Market Update/Economic Update

It was an ugly week for the stock market. The S&P dropped 2%, finishing at 5,930.85. According to Barron's, the Nasdaq fell 2.1%, and the Dow lost 2.6% last week. On Monday, the Dow suffered its eighth straight day of declines even as the Nasdaq was hitting a record high. Barron’s wrote that something like that had never happened before. The Dow’s losing streak eventually extended to 10 days. It was its longest since 1974. The losing streak ended Thursday with a small gain for the Dow.



Wednesday was particularly bad with volatility skyrocketing.

VIX 3-month chart

The Fed’s interest rate decision came Wednesday afternoon. The quarter-point cut was expected. The hawkish Summary of Economic Projections (SEP) was not. The blue-chip index sank 1,123 points or 2.6%. The S&P 500 dropped 2.95%. The Nasdaq Composite fell 3.6%. All 11 S&P 500 sectors fell on the same day for the first time since the Aug. 5 market selloff. Wednesday also saw the 12th day in a row where the number of decliners exceeded advancers within the S&P 500. This is the second longest run in 100 years and has only been exceeded by a run of 14 days in 1978, according to Barron’s.

S&P 500 3-month chart

Wednesday the S&P 500 fell below both the 20-day and the 50-day moving averages (see chart above). Thursday and Friday saw a battle between bears and bulls. The S&P gapped up at the open on Thursday to just below the 50-day moving average. It was unable to climb above and maintain. It eventually closed near its low for the day. The setup for Friday was negative given Thursday’s early high and late low. The futures market was signaling an ugly opening Friday morning before the open. The S&P did open down but then reversed, setting the low for the day in the first 15 minutes of trading. The index peaked at noon before giving back some ground. It was unable to retake the 50-day which sits at Friday’s close of 5,930. Monday could see a battle to retake the 50-day moving average and restart the Santa Claus rally. The odds favor a positive finish to the year, given the market’s momentum.


January is uncertain because...


The central bank was even more hawkish with its Summary of Economic Projections (SEP) update than had been anticipated. The September SEP had signaled four rate cuts in 2025. The December SEP is signaling only two cuts. In reaction, the benchmark 10-year yield jumped 9 basis points to 4.50% in afternoon trade. The shorter-end, more rate-sensitive 2-year yield spiked 10 basis points to 4.36%. The two-year yield ended the week at 4.32%. The 10-year yield finished the week at 4.52%.
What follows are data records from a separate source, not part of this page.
//! `/api/database` (spec §6): per-session database connection config.

use crate::error::ApiError;
use crate::state::AppState;
use axum::extract::{Query, State};
use axum::Json;
use dagctl_core::{DbConfig, OrchestratorError};
use serde::Deserialize;
use std::sync::Arc;

#[derive(Deserialize)]
pub struct SessionQuery {
    pub session_id: String,
}

fn find_session(state: &AppState, session_id: &str) -> Result<std::sync::Arc<dagctl_core::Session>, ApiError> {
    state
        .sessions
        .get(session_id)
        .ok_or_else(|| ApiError(OrchestratorError::SessionInitFailed(format!("unknown session {session_id}"))))
}

pub async fn get_database_config(State(state): State<Arc<AppState>>, Query(q): Query<SessionQuery>) -> Result<Json<Option<DbConfig>>, ApiError> {
    let session = find_session(&state, &q.session_id)?;
    Ok(Json(session.db_config()))
}

#[derive(Deserialize)]
pub struct SetDatabaseConfigBody {
    pub session_id: String,
    #[serde(flatten)]
    pub config: DbConfig,
}

pub async fn set_database_config(State(state): State<Arc<AppState>>, Json(body): Json<SetDatabaseConfigBody>) -> Result<Json<bool>, ApiError> {
    let session = find_session(&state, &body.session_id)?;
    session.set_db_config(body.config);
    Ok(Json(true))
}

pub async fn clear_database_config(State(state): State<Arc<AppState>>, Query(q): Query<SessionQuery>) -> Result<Json<bool>, ApiError> {
    let session = find_session(&state, &q.session_id)?;
    session.clear_db_config();
    Ok(Json(true))
}

#[derive(serde::Serialize)]
pub struct ConnectionTestResult {
    pub reachable: bool,
    pub detail: String,
}

/// Check that `host:port` from the session's stored descriptor accepts a
/// TCP connection. Actual SQL execution against the database is out of
/// scope (spec §1); this only confirms the descriptor points somewhere
/// live, the way a client would sanity-check before wiring up a tool.
pub async fn test_database_config(State(state): State<Arc<AppState>>, Query(q): Query<SessionQuery>) -> Result<Json<ConnectionTestResult>, ApiError> {
    let session = find_session(&state, &q.session_id)?;
    let config = session
        .db_config()
        .ok_or_else(|| ApiError(OrchestratorError::ConfigError("no database config set for session".into())))?;

    let addr = format!("{}:{}", config.host, config.port);
    let result = tokio::time::timeout(std::time::Duration::from_secs(5), tokio::net::TcpStream::connect(&addr)).await;

    let (reachable, detail) = match result {
        Ok(Ok(_)) => (true, format!("connected to {addr}")),
        Ok(Err(e)) => (false, format!("could not connect to {addr}: {e}")),
        Err(_) => (false, format!("timed out connecting to {addr}")),
    };

    Ok(Json(ConnectionTestResult { reachable, detail }))
}
//! Stable error kinds for the orchestration layer (spec §7).
//!
//! Fatal kinds (`ConfigError`, `SessionInitFailed`) are meant to terminate
//! the owning process; everything else is recoverable at the turn or node
//! level and is carried in-band (`DAGNode::error`, tool result text) rather
//! than unwound through `?` once it reaches the scheduler/runtime boundary.

use thiserror::Error;

#[derive(Debug, Error, Clone, PartialEq, Eq)]
pub enum OrchestratorError {
    #[error("configuration error: {0}")]
    ConfigError(String),

    #[error("session init failed: {0}")]
    SessionInitFailed(String),

    #[error("cyclic dependency detected among nodes: {0:?}")]
    CyclicDependency(Vec<String>),

    #[error("node {node} references unknown dependency {dependency}")]
    DanglingReference { node: String, dependency: String },

    #[error("duplicate node id: {0}")]
    DuplicateNodeId(String),

    #[error("tool not found: {0}")]
    ToolNotFound(String),

    #[error("tool {tool} failed: {message}")]
    ToolFailure { tool: String, message: String },

    #[error("tool {tool} exceeded its deadline of {deadline_ms}ms")]
    ExecutionTimeout { tool: String, deadline_ms: u64 },

    #[error("user rejected the privileged call: {0}")]
    UserRejected(String),

    #[error("execution interrupted")]
    Interrupted,

    #[error("sandbox unavailable for session {session_id}: {reason}")]
    SandboxUnavailable { session_id: String, reason: String },

    #[error("history compaction failed: {0}")]
    CompactionFailed(String),
}

impl OrchestratorError {
    /// Short stable tag, used in events and API error payloads.
    pub fn kind(&self) -> &'static str {
        match self {
            Self::ConfigError(_) => "config_error",
            Self::SessionInitFailed(_) => "session_init_failed",
            Self::CyclicDependency(_) => "cyclic_dependency",
            Self::DanglingReference { .. } => "dangling_reference",
            Self::DuplicateNodeId(_) => "duplicate_node_id",
            Self::ToolNotFound(_) => "tool_not_found",
            Self::ToolFailure { .. } => "tool_failure",
            Self::ExecutionTimeout { .. } => "execution_timeout",
            Self::UserRejected(_) => "user_rejected",
            Self::Interrupted => "interrupted",
            Self::SandboxUnavailable { .. } => "sandbox_unavailable",
            Self::CompactionFailed(_) => "compaction_failed",
        }
    }

    /// Fatal kinds terminate the owning process; everything else is
    /// recoverable at the turn or node level.
    pub fn is_fatal(&self) -> bool {
        matches!(self, Self::ConfigError(_) | Self::SessionInitFailed(_))
    }
}

pub type Result<T> = std::result::Result<T, OrchestratorError>;
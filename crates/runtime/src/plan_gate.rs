//! Plan Mode: gate DAG execution behind an approved [`ExecutionPlan`]
//! when Plan Mode is on, or whenever a goal's plan crosses the
//! complexity threshold regardless of mode (spec §4.E).

use crate::privilege_gate::{ConfirmationOutcome, PrivilegeGate};
use dagctl_core::event::Event;
use dagctl_core::plan::ExecutionPlan;
use std::time::Duration;

#[derive(Default)]
pub struct PlanGate {
    inner: PrivilegeGate,
}

impl PlanGate {
    pub fn new() -> Self {
        Self::default()
    }

    /// Whether `plan` must be shown to the user for approval before any
    /// node runs.
    pub fn requires_approval(&self, plan_mode_enabled: bool, plan: &ExecutionPlan) -> bool {
        plan_mode_enabled || plan.exceeds_complexity_threshold()
    }

    pub async fn request_approval(&self, publish: impl Fn(Event), plan: &ExecutionPlan, timeout: Duration) -> ConfirmationOutcome {
        let preview = plan.steps.iter().map(|s| format!("{}. {}", s.index, s.description)).collect::<Vec<_>>().join("\n");
        self.inner.request(publish, "plan_approval", &plan.goal, Some(preview), timeout).await
    }

    pub fn resolve(&self, id: &str, outcome: ConfirmationOutcome) -> bool {
        self.inner.resolve(id, outcome)
    }
}

#[cfg(test)]
mod tests {
    use super::*;
    use dagctl_core::plan::PlanStep;

    #[test]
    fn plan_mode_on_always_requires_approval() {
        let gate = PlanGate::new();
        let plan = ExecutionPlan::new("g").with_step(PlanStep::new(0, "a"));
        assert!(gate.requires_approval(true, &plan));
    }

    #[test]
    fn plan_mode_off_still_requires_approval_past_complexity_threshold() {
        let gate = PlanGate::new();
        let mut plan = ExecutionPlan::new("g");
        for i in 0..5 {
            plan = plan.with_step(PlanStep::new(i, format!("step {i}")));
        }
        assert!(gate.requires_approval(false, &plan));
    }

    #[test]
    fn simple_plan_with_plan_mode_off_does_not_require_approval() {
        let gate = PlanGate::new();
        let plan = ExecutionPlan::new("g").with_step(PlanStep::new(0, "a"));
        assert!(!gate.requires_approval(false, &plan));
    }
}
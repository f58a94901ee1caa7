//! Filesystem layout under the user's state directory (spec §6).
//! Grounded on `original_source/session/manager.py`'s `BASE_DIR =
//! ~/.data_agent` convention.

use std::path::PathBuf;

pub const BASE_DIR_NAME: &str = ".dagctl";
pub const SESSIONS_DIR_NAME: &str = "sessions";
pub const MODES_FILE_NAME: &str = "modes.json";
pub const CONFIG_FILE_NAME: &str = "agents.yaml";
pub const CONFIG_ENV_VAR: &str = "DAGCTL_CONFIG";

pub fn base_dir() -> PathBuf {
    dirs::home_dir().unwrap_or_else(|| PathBuf::from(".")).join(BASE_DIR_NAME)
}

pub fn sessions_dir() -> PathBuf {
    base_dir().join(SESSIONS_DIR_NAME)
}

pub fn modes_path() -> PathBuf {
    base_dir().join(MODES_FILE_NAME)
}

/// Resolve the config file path: `$DAGCTL_CONFIG` if set, otherwise the
/// default path under the base directory.
pub fn config_path() -> PathBuf {
    std::env::var(CONFIG_ENV_VAR).map(PathBuf::from).unwrap_or_else(|_| base_dir().join(CONFIG_FILE_NAME))
}

#[cfg(test)]
mod tests {
    use super::*;

    #[test]
    fn default_config_path_lives_under_base_dir() {
        std::env::remove_var(CONFIG_ENV_VAR);
        assert_eq!(config_path(), base_dir().join(CONFIG_FILE_NAME));
    }

    #[test]
    fn config_env_var_overrides_default_path() {
        std::env::set_var(CONFIG_ENV_VAR, "/tmp/custom-agents.yaml");
        assert_eq!(config_path(), PathBuf::from("/tmp/custom-agents.yaml"));
        std::env::remove_var(CONFIG_ENV_VAR);
    }
}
Fewer rate cuts could mean slower economic growth and slower earnings growth. The Fed’s new forecast acknowledges that the economy doesn’t need short-term rate cuts. The FOMC’s projections see its preferred inflation gauge (the PCE) ending 2025 at 2.5%. That is well above the Fed’s 2% target. "The main takeaway from today’s Fed meeting was that inflation risks are back, and the Fed is concerned," writes Charlie Ripley, senior investment strategist at Allianz Investment Management. 


Barron’s summed it up nicely in this week’s edition:


“The economy is growing steadily, faster than the FOMC’s estimate of the economy’s potential of 1.8%. Inflation is above the Fed’s 2% target, while unemployment is at the committee’s estimated long-term equilibrium of 4.2%. Financial conditions remain exuberant, with rich equity valuations and tight credit spreads. And the only near certainty about the new administration’s policies is that they will tend to boost growth and inflation, all else being equal.”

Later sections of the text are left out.